With this memorable lament, Amrita shot into fame in the Punjabi-speaking world, both Pakistani and Indian. She never looked back.

My first disappointment came when she won the Sahitya Akademi Award. She was a member of the selection panel. She cast the deciding vote in her own favour. I found it hard to digest, but said nothing. When she was served a warrant for something she had written about Sikhism, I agreed to accompany her. Nothing came of it. When Krishna Sobti took her to court for stealing the title of her autobiography, Zindaginamah, I appeared in as a defence witness. Other troubles came her way, I stood by her.

Amrita was not a highly educated woman, nor exposed to good writing in languages other than Punjabi. Nor sophisticated enough to add new dimensions to her own. She was besotted with Bollywood and believed getting one of her works accepted by a filmmaker was the ultimate in success. All her stories and novels were sob stuff and uniformly second rate.

When I translated Pinjar, I gave half the share of royalties due to me to her on condition that she would tell me about her love life. She conceded she had been in love with Sahir Ludhianvi and no one else. He came over to Delhi to meet her. It came to nothing. I told her that her love-life could be written at the back of a postage stamp. She used it as the title of her autobiography, Raseedee Ticket. About Imroze, the one who devoted most of his life to her, she had not much to say. He not only loved her, painted her eyes on doors and walls, and designed book jackets for her, but in the last few years of her life, when she was unable to move, looked after her. He gave me a line drawing of Warris Shah which I keep in my studio as an emblem of eternal love.

Much ado about mantras

I have memorized the principal power mantras of Hindus, Christians, Muslims and Sikhs by heart, but have not been able to work out why followers of these religions endow them with powers above other mantras. It is generally agreed that the Gayatri mantra is the most powerful Hindu invocation. I have translated it into English and often recited it in my half-sleep lest it escape my memory. But I also know passages from the Gita and the Upanishads which read as well, but are of secondary importance because Gayatri is the maha-mantra.

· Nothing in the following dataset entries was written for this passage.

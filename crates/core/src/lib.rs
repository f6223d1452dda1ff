//! TechLog Core - Shared types library.
//!
//! This crate provides the domain types used across TechLog components:
//! - `web` - The blog itself (public pages, writing, admin dashboard)
//! - `cli` - Operator commands (seeding, connectivity checks)
//!
//! # Architecture
//!
//! The core crate contains only types and validation - no I/O, no HTTP
//! clients. Everything persistent lives in the hosted backend; these types
//! describe the rows the application reads and writes there.
//!
//! # Modules
//!
//! - [`types`] - Newtype wrappers for ids, emails, roles and article drafts

#![cfg_attr(not(test), forbid(unsafe_code))]

pub mod types;

pub use types::*;
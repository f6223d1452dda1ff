//! Core types for TechLog.
//!
//! This module provides type-safe wrappers for common domain concepts.

pub mod article;
pub mod email;
pub mod id;
pub mod role;

pub use article::{ArticleDraft, DraftError};
pub use email::{Email, EmailError};
pub use id::*;
pub use role::Role;
//! Page controllers.
//!
//! Each page composes the session store, the authorization resolver and the
//! content repository into one workflow and exposes it as a small state
//! machine plus a template-ready view. Route handlers drive them; nothing in
//! here touches HTTP.
//!
//! - [`home`] - article list, seeded on first visit
//! - [`article_card`] - one article and its delete workflow
//! - [`write`] - guarded publishing form
//! - [`subscribe`] - newsletter sign-up
//! - [`login`] - sign in, sign up, password recovery
//! - [`dashboard`] - guarded subscriber and user listing
//! - [`navbar`] - navigation links for the viewer

pub mod article_card;
pub mod dashboard;
pub mod home;
pub mod login;
pub mod navbar;
pub mod subscribe;
pub mod write;

pub use article_card::{ArticleCardView, CardPhase};
pub use dashboard::{DashboardState, DashboardView};
pub use home::{ArticleListView, HomeController, HomeState};
pub use login::{LoginController, LoginState, LoginView};
pub use navbar::Navbar;
pub use subscribe::SubscribeState;
pub use write::{WriteGuard, WriteState};
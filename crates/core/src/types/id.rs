//! Newtype IDs for type-safe row references.
//!
//! The hosted backend hands out identifiers as opaque strings (UUIDs in
//! practice). The application never inspects them; it only passes them back.
//! Use the `define_id!` macro to create wrappers that prevent mixing IDs from
//! different tables.

/// Macro to define a type-safe, string-backed ID wrapper.
///
/// Creates a newtype wrapper around `String` with:
/// - `Serialize`/`Deserialize` with `#[serde(transparent)]`
/// - `Debug`, `Clone`, `PartialEq`, `Eq`, `Hash`, `PartialOrd`, `Ord`
/// - Conversion methods: `new()`, `as_str()`, `into_inner()`
/// - `Display`, `AsRef<str>` and `From<String>` / `From<&str>`
///
/// # Example
///
/// ```rust
/// # use techlog_core::define_id;
/// define_id!(PostId);
/// define_id!(AuthorId);
///
/// let post = PostId::new("8f0c");
/// assert_eq!(post.as_str(), "8f0c");
///
/// // These are different types, so this won't compile:
/// // let _: AuthorId = post;
/// ```
#[macro_export]
macro_rules! define_id {
    ($name:ident) => {
        #[derive(
            Debug,
            Clone,
            PartialEq,
            Eq,
            Hash,
            PartialOrd,
            Ord,
            ::serde::Serialize,
            ::serde::Deserialize
        )]
        #[serde(transparent)]
        pub struct $name(String);

        impl $name {
            /// Create a new ID from any string-like value.
            #[must_use]
            pub fn new(id: impl Into<String>) -> Self {
                Self(id.into())
            }

            /// Get the underlying string.
            #[must_use]
            pub fn as_str(&self) -> &str {
                &self.0
            }

            /// Consume the ID and return the inner string.
            #[must_use]
            pub fn into_inner(self) -> String {
                self.0
            }
        }

        impl ::core::fmt::Display for $name {
            fn fmt(&self, f: &mut ::core::fmt::Formatter<'_>) -> ::core::fmt::Result {
                f.write_str(&self.0)
            }
        }

        impl AsRef<str> for $name {
            fn as_ref(&self) -> &str {
                &self.0
            }
        }

        impl From<String> for $name {
            fn from(id: String) -> Self {
                Self(id)
            }
        }

        impl From<&str> for $name {
            fn from(id: &str) -> Self {
                Self(id.to_owned())
            }
        }
    };
}

define_id!(ArticleId);
define_id!(SubscriberId);
define_id!(UserId);
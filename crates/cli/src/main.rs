//! TechLog CLI - operator tools for the blog's backend.
//!
//! # Usage
//!
//! ```bash
//! # Insert the example articles as an admin account (only into an empty blog)
//! techlog seed articles -e admin@example.com -p 'password'
//!
//! # Insert them even if articles exist
//! techlog seed articles -e admin@example.com --force
//!
//! # Verify configuration and that the backend answers
//! techlog check
//! ```
//!
//! # Commands
//!
//! - `seed articles` - Insert the example articles
//! - `check` - Configuration and connectivity check

#![cfg_attr(not(test), forbid(unsafe_code))]

use clap::{Parser, Subcommand};

mod commands;

#[derive(Parser)]
#[command(name = "techlog")]
#[command(author, version, about = "TechLog CLI tools")]
struct Cli {
    #[command(subcommand)]
    command: Commands,
}

#[derive(Subcommand)]
enum Commands {
    /// Seed the backend with example content
    Seed {
        #[command(subcommand)]
        target: SeedTarget,
    },
    /// Check configuration and backend connectivity
    Check,
}

#[derive(Subcommand)]
enum SeedTarget {
    /// Insert the example articles, signed in as an admin account
    Articles {
        /// Admin account email
        #[arg(short, long, env = "TECHLOG_SEED_EMAIL")]
        email: String,

        /// Admin account password
        #[arg(short, long, env = "TECHLOG_SEED_PASSWORD", hide_env_values = true)]
        password: String,

        /// Insert even when the blog already has articles
        #[arg(long)]
        force: bool,
    },
}

#[tokio::main]
async fn main() {
    // Initialize tracing
    tracing_subscriber::fmt::init();

    let cli = Cli::parse();

    let result: Result<(), Box<dyn std::error::Error>> = run(cli).await;

    if let Err(e) = result {
        tracing::error!("Command failed: {e}");
        std::process::exit(1);
    }
}

async fn run(cli: Cli) -> Result<(), Box<dyn std::error::Error>> {
    match cli.command {
        Commands::Seed { target } => match target {
            SeedTarget::Articles {
                email,
                password,
                force,
            } => commands::seed::articles(&email, password.into(), force).await?,
        },
        Commands::Check => commands::check::run().await?,
    }
    Ok(())
}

Among the Sikhs the most popular shabad asking for protection from harm begins with:

Taatee vaao na laagaee, Par-Brahma sharanaaee/ Chaugird hamaarey Raamkaar, dukh lagey na bhai

(No ill-winds touch me, the Lord Brahma is my protector/ Round me Lord Ram has drawn a protective line, No harm will come to me, brother).

For Christians it is the 23rd psalm. The two most popular verses of the Quran that appear in Muslim mausoleums are Sura Yaseen, which festoons the entrance gate, and Ayat-ul-Kursi, the throne verse. Of the two, Ayat-ul-Kursi is more popular. Many Muslims wear it in their amulets. I have one in Bidri and silver on my wall. I got a gold medallion from Tehran which both my daughter, Mala, and her daughter, Naina, wore in their necklaces when taking their exams. Neither knew what it meant but their Muslim friends told them it was very powerful. It said: ?There is no God, but Allah, the living, the self-subsisting, the eternal. No slumber nor sleep can seize Him. His are all the things in heaven and on earth. Who can intercede in His presence except as He permits? He knows the past, the present and the future. He cares equally for all; He in his knowledge grades his creations. His kingdom extends over the heaven and the earth; He is the guardian, He is the preserver. He is the Highest. He is Supreme.?

No doubt it is simply-worded. I know many other passages in the Quran which read as well, but have not understood why the throne verse is endowed with more power than others.